Excepção ao limite de idade é uma Lei antiga

Bernardino Manje|
5 de Setembro, 2013

Fotografia: JA

A entrada na função pública de funcionários com mais de 35 anos é uma decisão que já está em vigor há cinco anos, com a publicação do Decreto n.º 6/08, de 10 de Abril.

O diploma foi publicado na primeira série do Diário da República de 10 de Abril de 2008 e admite, a titulo excepcional, a contratação de cidadãos nacionais com mais de 35 anos, cujas qualificações académicas e profissionais adquiridas no país ou no estrangeiro satisfaçam as necessidades do sector público.

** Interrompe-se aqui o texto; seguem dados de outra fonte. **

//! Server configuration
//!
//! Layered with the `config` crate: built-in defaults, then an optional
//! TOML file (`config/budget-tracker.toml` or `$BUDGET_CONFIG`), then
//! `BUDGET__*` environment variables, e.g. `BUDGET__SERVER__PORT=9000`.

use alerting::AlertConfig;
use auth::SharedKey;
use config::{Config, ConfigError, Environment, File};
use serde::Deserialize;
use std::time::Duration;

const DEFAULT_CONFIG_PATH: &str = "config/budget-tracker";

#[derive(Debug, Clone, Default, Deserialize)]
#[serde(default)]
pub struct Settings {
    pub server: ServerSettings,
    pub cache: CacheSettings,
    pub alerts: AlertConfig,
    pub auth: AuthSettings,
    pub logging: LoggingSettings,
    /// First tenant created at startup when the repository is empty
    pub bootstrap: Option<BootstrapSettings>,
}

#[derive(Debug, Clone, Deserialize)]
#[serde(default)]
pub struct ServerSettings {
    pub host: String,
    pub port: u16,
}

impl Default for ServerSettings {
    fn default() -> Self {
        Self {
            host: "0.0.0.0".to_string(),
            port: 8080,
        }
    }
}

impl ServerSettings {
    pub fn address(&self) -> String {
        format!("{}:{}", self.host, self.port)
    }
}

#[derive(Debug, Clone, Deserialize)]
#[serde(default)]
pub struct CacheSettings {
    /// Lifetime of cached reference lists
    pub ttl_seconds: u64,
    /// How often expired entries are swept
    pub purge_interval_seconds: u64,
}

impl Default for CacheSettings {
    fn default() -> Self {
        Self {
            ttl_seconds: 3,
            purge_interval_seconds: 60,
        }
    }
}

impl CacheSettings {
    pub fn ttl(&self) -> Duration {
        Duration::from_secs(self.ttl_seconds)
    }

    pub fn purge_interval(&self) -> Duration {
        Duration::from_secs(self.purge_interval_seconds.max(1))
    }
}

#[derive(Debug, Clone, Deserialize)]
#[serde(default)]
pub struct AuthSettings {
    pub session_ttl_hours: i64,
    /// Key the identity provider presents in `x-issuer-key` when opening
    /// sessions. Unset disables `POST /sessions`.
    pub issuer_key: Option<String>,
    /// Key required in `x-operator-key` to clear the cache of every
    /// organization
    pub operator_key: Option<String>,
}

impl Default for AuthSettings {
    fn default() -> Self {
        Self {
            session_ttl_hours: auth::DEFAULT_SESSION_TTL_HOURS,
            issuer_key: None,
            operator_key: None,
        }
    }
}

impl AuthSettings {
    pub fn issuer_key(&self) -> Option<SharedKey> {
        self.issuer_key.as_deref().and_then(SharedKey::new)
    }

    pub fn operator_key(&self) -> Option<SharedKey> {
        self.operator_key.as_deref().and_then(SharedKey::new)
    }
}

#[derive(Debug, Clone, Deserialize)]
#[serde(default)]
pub struct LoggingSettings {
    /// Filter directive used when `RUST_LOG` is unset
    pub level: String,
    /// Emit JSON lines instead of human-readable output
    pub json: bool,
}

impl Default for LoggingSettings {
    fn default() -> Self {
        Self {
            level: "info,tower_http=info".to_string(),
            json: false,
        }
    }
}

#[derive(Debug, Clone, Deserialize)]
pub struct BootstrapSettings {
    pub organization: String,
    pub admin_email: String,
    pub admin_name: String,
}

impl Settings {
    /// Load settings from the config file and environment
    pub fn load() -> Result<Self, ConfigError> {
        let path = std::env::var("BUDGET_CONFIG").unwrap_or_else(|_| DEFAULT_CONFIG_PATH.to_string());
        Self::load_from(&path)
    }

    pub fn load_from(path: &str) -> Result<Self, ConfigError> {
        Config::builder()
            .add_source(File::with_name(path).required(false))
            .add_source(
                Environment::with_prefix("BUDGET")
                    .separator("__")
                    .try_parsing(true),
            )
            .build()?
            .try_deserialize()
    }
}

#[cfg(test)]
mod tests {
    use super::*;

    #[test]
    fn test_defaults() {
        let settings = Settings::default();
        assert_eq!(settings.server.address(), "0.0.0.0:8080");
        assert_eq!(settings.cache.ttl(), Duration::from_secs(3));
        assert_eq!(settings.alerts.expiry_window_days, 30);
        assert_eq!(settings.alerts.max_per_category, 5);
        assert!(settings.bootstrap.is_none());
    }

    #[test]
    fn test_missing_file_falls_back_to_defaults() {
        let settings = Settings::load_from("does/not/exist").unwrap();
        assert_eq!(settings.server.port, 8080);
        assert_eq!(settings.auth.session_ttl_hours, 12);
    }

    #[test]
    fn test_purge_interval_is_never_zero() {
        let cache = CacheSettings {
            ttl_seconds: 3,
            purge_interval_seconds: 0,
        };
        assert_eq!(cache.purge_interval(), Duration::from_secs(1));
    }

    #[test]
    fn test_blank_keys_are_unset() {
        let auth = AuthSettings {
            issuer_key: Some("  ".to_string()),
            operator_key: Some("ops".to_string()),
            ..AuthSettings::default()
        };
        assert!(auth.issuer_key().is_none());
        assert!(auth.operator_key().is_some_and(|key| key.matches("ops")));
        assert!(AuthSettings::default().issuer_key().is_none());
    }
}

No passado dia 29 de Agosto, o Conselho de Ministros aprovou um Decreto Presidencial que prorroga o diploma, uma vez que o artigo 7.º (do Decreto n.º 6/08) estabelece que tinha uma vigência de cinco anos a contar da data da sua publicação “ficando automaticamente revogado após este período”. Foi por essa razão que o Conselho de Ministros prorrogou o Decreto. 

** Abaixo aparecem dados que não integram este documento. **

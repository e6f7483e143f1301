//! Reference cache administration

use axum::{
    extract::{Query, State},
    http::HeaderMap,
    Json,
};
use auth::{AuthError, Role};
use serde::{Deserialize, Serialize};
use tracing::info;

use crate::error::ApiError;
use crate::extract::{presents_key, AuthContext, OPERATOR_KEY_HEADER};
use crate::SharedState;

#[derive(Debug, Clone, Copy, Default, PartialEq, Eq, Serialize, Deserialize)]
#[serde(rename_all = "lowercase")]
pub enum ClearScope {
    /// The caller's organization
    #[default]
    Organization,
    /// Every organization; admin holding the operator key only
    All,
}

#[derive(Debug, Default, Deserialize)]
pub struct ClearQuery {
    #[serde(default)]
    pub scope: ClearScope,
}

#[derive(Debug, Serialize)]
pub struct ClearResponse {
    pub scope: ClearScope,
    pub cleared: usize,
}

pub async fn clear(
    State(state): State<SharedState>,
    ctx: AuthContext,
    headers: HeaderMap,
    Query(query): Query<ClearQuery>,
) -> Result<Json<ClearResponse>, ApiError> {
    let cleared = match query.scope {
        ClearScope::Organization => {
            ctx.require(Role::Manager)?;
            state.read().await.cache.invalidate_organization(ctx.organization_id)
        }
        ClearScope::All => {
            ctx.require(Role::Admin)?;
            let state = state.read().await;
            if !presents_key(&headers, OPERATOR_KEY_HEADER, state.operator_key.as_ref()) {
                return Err(AuthError::NotOperator.into());
            }
            state.cache.clear_all()
        }
    };

    info!("User {} cleared {} cache entries ({:?})", ctx.user.id, cleared, query.scope);
    Ok(Json(ClearResponse {
        scope: query.scope,
        cleared,
    }))
}
//! Organization Routes

use axum::{extract::State, http::StatusCode, Json};
use auth::Role;
use data_validator::{normalizer, Normalize, Validate, ValidationErrors, ValidationResult, Validator};
use serde::{Deserialize, Serialize};
use storage::{AuditAction, Organization};
use tracing::info;

use super::{audit_entity, checked};
use crate::error::ApiError;
use crate::extract::{AuthContext, Payload};
use crate::SharedState;

#[derive(Debug, Deserialize)]
pub struct OrganizationRequest {
    pub name: String,
}

impl Normalize for OrganizationRequest {
    fn normalize(self) -> Self {
        Self {
            name: normalizer::name(&self.name),
        }
    }
}

impl Validate for OrganizationRequest {
    fn validate(&self, validator: &Validator) -> Result<(), ValidationErrors> {
        let mut result = ValidationResult::new();
        result.check(validator.validate_name("name", &self.name));
        result.into_result()
    }
}

/// An organization together with the caller's role in it
#[derive(Debug, Serialize)]
pub struct OrganizationMembership {
    #[serde(flatten)]
    pub organization: Organization,
    pub role: Role,
}

/// Organizations the caller belongs to
pub async fn list(
    State(state): State<SharedState>,
    ctx: AuthContext,
) -> Result<Json<Vec<OrganizationMembership>>, ApiError> {
    let state = state.read().await;
    let organizations = state
        .repository
        .organizations_of(ctx.user.id)?
        .into_iter()
        .map(|(organization, role)| OrganizationMembership { organization, role })
        .collect();
    Ok(Json(organizations))
}

/// Create an organization; the caller becomes its admin
pub async fn create(
    State(state): State<SharedState>,
    ctx: AuthContext,
    Payload(body): Payload<OrganizationRequest>,
) -> Result<(StatusCode, Json<Organization>), ApiError> {
    let state = state.read().await;
    let body = checked(&state.validator, body)?;

    let (organization, _) = state.repository.create_organization(&body.name, ctx.user.id)?;
    audit_entity(
        &state,
        organization.id,
        ctx.user.id,
        AuditAction::Create,
        "organization",
        organization.id,
        format!("created organization {}", organization.name),
    );

    info!("User {} created organization {}", ctx.user.id, organization.id);
    Ok((StatusCode::CREATED, Json(organization)))
}

/// The organization bound to the caller's session
pub async fn current(
    State(state): State<SharedState>,
    ctx: AuthContext,
) -> Result<Json<Organization>, ApiError> {
    let state = state.read().await;
    Ok(Json(state.repository.get_organization(ctx.organization_id)?))
}

/// Rename the current organization
pub async fn update(
    State(state): State<SharedState>,
    ctx: AuthContext,
    Payload(body): Payload<OrganizationRequest>,
) -> Result<Json<Organization>, ApiError> {
    ctx.require(Role::Admin)?;
    let state = state.read().await;
    let body = checked(&state.validator, body)?;

    let organization = state
        .repository
        .rename_organization(ctx.organization_id, &body.name)?;
    audit_entity(
        &state,
        organization.id,
        ctx.user.id,
        AuditAction::Update,
        "organization",
        organization.id,
        format!("renamed organization to {}", organization.name),
    );

    Ok(Json(organization))
}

Dias depois desta decisão, a CASA-CE, através de um comunicado, felicitou o Executivo por ter aprovado o diploma, referindo que a proposta é da sua autoria e foi apresentada “na campanha eleitoral de 2012”. No entanto, o Decreto n.º 6/08 é datado de 10 de Abril de 2008, quatro anos antes da data apontada pela coligação liderada por Abel Chivukuvuku.

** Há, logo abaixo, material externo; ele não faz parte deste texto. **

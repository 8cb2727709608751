//! Property, owner, and transaction trace types.
//!
//! Field names follow the API's camelCase schema (`idProperty`, `firstImage`,
//! `dateSale`, ...). String fields that the API may return as `null` decode to
//! an empty string rather than failing the whole response.

use serde::{Deserialize, Deserializer, Serialize};

/// A listed real-estate unit.
///
/// List queries return the summary fields only. Detail queries additionally
/// populate `images`, `owner`, and `traces`.
#[derive(Debug, Clone, PartialEq, Serialize, Deserialize)]
#[serde(rename_all = "camelCase")]
pub struct Property {
    /// Unique identifier.
    #[serde(rename = "idProperty")]
    pub id: String,
    /// Display name.
    #[serde(default, deserialize_with = "null_as_default")]
    pub name: String,
    /// Street address.
    #[serde(default, deserialize_with = "null_as_default")]
    pub address: String,
    /// Price, currency-agnostic. Formatted at render time.
    #[serde(default, deserialize_with = "null_as_default")]
    pub price: f64,
    /// Internal reference code.
    #[serde(default, deserialize_with = "null_as_default")]
    pub code_internal: String,
    /// Construction year.
    #[serde(default, deserialize_with = "null_as_default")]
    pub year: i32,
    /// Owner reference.
    #[serde(default, deserialize_with = "null_as_default")]
    pub id_owner: String,
    /// Primary image URL.
    #[serde(default, skip_serializing_if = "Option::is_none")]
    pub first_image: Option<String>,
    /// All image URLs (detail responses only).
    #[serde(default, skip_serializing_if = "Option::is_none")]
    pub images: Option<Vec<String>>,
    /// Embedded owner (detail responses only).
    #[serde(default, skip_serializing_if = "Option::is_none")]
    pub owner: Option<Owner>,
    /// Transaction history (detail responses only).
    #[serde(default, skip_serializing_if = "Option::is_none")]
    pub traces: Option<Vec<PropertyTrace>>,
}

impl Property {
    /// Create a summary property with only id, name, and price set.
    pub fn new(id: impl Into<String>, name: impl Into<String>, price: f64) -> Self {
        Self {
            id: id.into(),
            name: name.into(),
            address: String::new(),
            price,
            code_internal: String::new(),
            year: 0,
            id_owner: String::new(),
            first_image: None,
            images: None,
            owner: None,
            traces: None,
        }
    }

    /// Primary image URL, if one is present and non-blank.
    pub fn primary_image(&self) -> Option<&str> {
        self.first_image
            .as_deref()
            .map(str::trim)
            .filter(|url| !url.is_empty())
    }

    /// Secondary gallery images.
    ///
    /// The first entry of `images` duplicates the primary image, so the
    /// gallery starts at the second entry.
    pub fn secondary_images(&self) -> &[String] {
        match self.images.as_deref() {
            Some([_, rest @ ..]) => rest,
            _ => &[],
        }
    }

    /// Transaction traces, empty when the field was absent.
    pub fn traces(&self) -> &[PropertyTrace] {
        self.traces.as_deref().unwrap_or_default()
    }

    /// Whether the trace section has anything to show.
    pub fn has_traces(&self) -> bool {
        !self.traces().is_empty()
    }
}

/// Property owner, embedded by reference in detail responses.
#[derive(Debug, Clone, PartialEq, Eq, Serialize, Deserialize)]
pub struct Owner {
    /// Unique identifier.
    #[serde(rename = "idOwner")]
    pub id: String,
    /// Display name.
    #[serde(default, deserialize_with = "null_as_default")]
    pub name: String,
    /// Photo URL.
    #[serde(default, deserialize_with = "null_as_default")]
    pub photo: String,
}

/// A historical sale recorded against a property.
#[derive(Debug, Clone, PartialEq, Serialize, Deserialize)]
#[serde(rename_all = "camelCase")]
pub struct PropertyTrace {
    /// Unique identifier.
    #[serde(rename = "idPropertyTrace")]
    pub id: String,
    /// Sale date as sent by the API (ISO 8601 date or date-time).
    #[serde(default, deserialize_with = "null_as_default")]
    pub date_sale: String,
    /// Transaction name.
    #[serde(default, deserialize_with = "null_as_default")]
    pub name: String,
    /// Sale value.
    #[serde(default, deserialize_with = "null_as_default")]
    pub value: f64,
    /// Tax paid on the sale.
    #[serde(default, deserialize_with = "null_as_default")]
    pub tax: f64,
}

/// Treat an explicit JSON `null` the same as a missing field.
fn null_as_default<'de, D, T>(deserializer: D) -> Result<T, D::Error>
where
    D: Deserializer<'de>,
    T: Default + Deserialize<'de>,
{
    Ok(Option::<T>::deserialize(deserializer)?.unwrap_or_default())
}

O diploma, de nove artigos e promulgado pelo Presidente da República a 27 de Março de 2008, tem como objectivo proceder a alterações no regime jurídico de ingresso na função pública, para permitir, a título excepcional, a admissão ou a contratação de cidadãos nacionais cujas qualificações académicas e profissionais satisfaçam as necessidades do sector público, mas que possuem idade superior à prevista no Decreto n.º 25/91, de 29 de Junho que impõe como limite de idade, os 35 anos. Nos termos do n.º 1 do artigo 1.º do Decreto n.º 6/08, podem ser admitidos na função ­pública, a título excepcional, cidadãos nacionais com mais de 35 anos, mediante contrato individual de trabalho, que reúnam pressupostos como “ter obtido formação especializada durante ou após o cumprimento do serviço militar obrigatório e mediante apresentação de documento comprovativo do serviço competente do Ministério da Defesa Nacional, que ­controla os efectivos em situação de reserva”. Na mesma condição estão os cidadãos que tenham “experiência profissional comprovada e formação superior qualificada em especialidades em que manifestamente existam carência de técnicos na função pública” e os que tenham “vivido no exterior do país e tenham formação média ou superior ou experiência profissional comprovada”.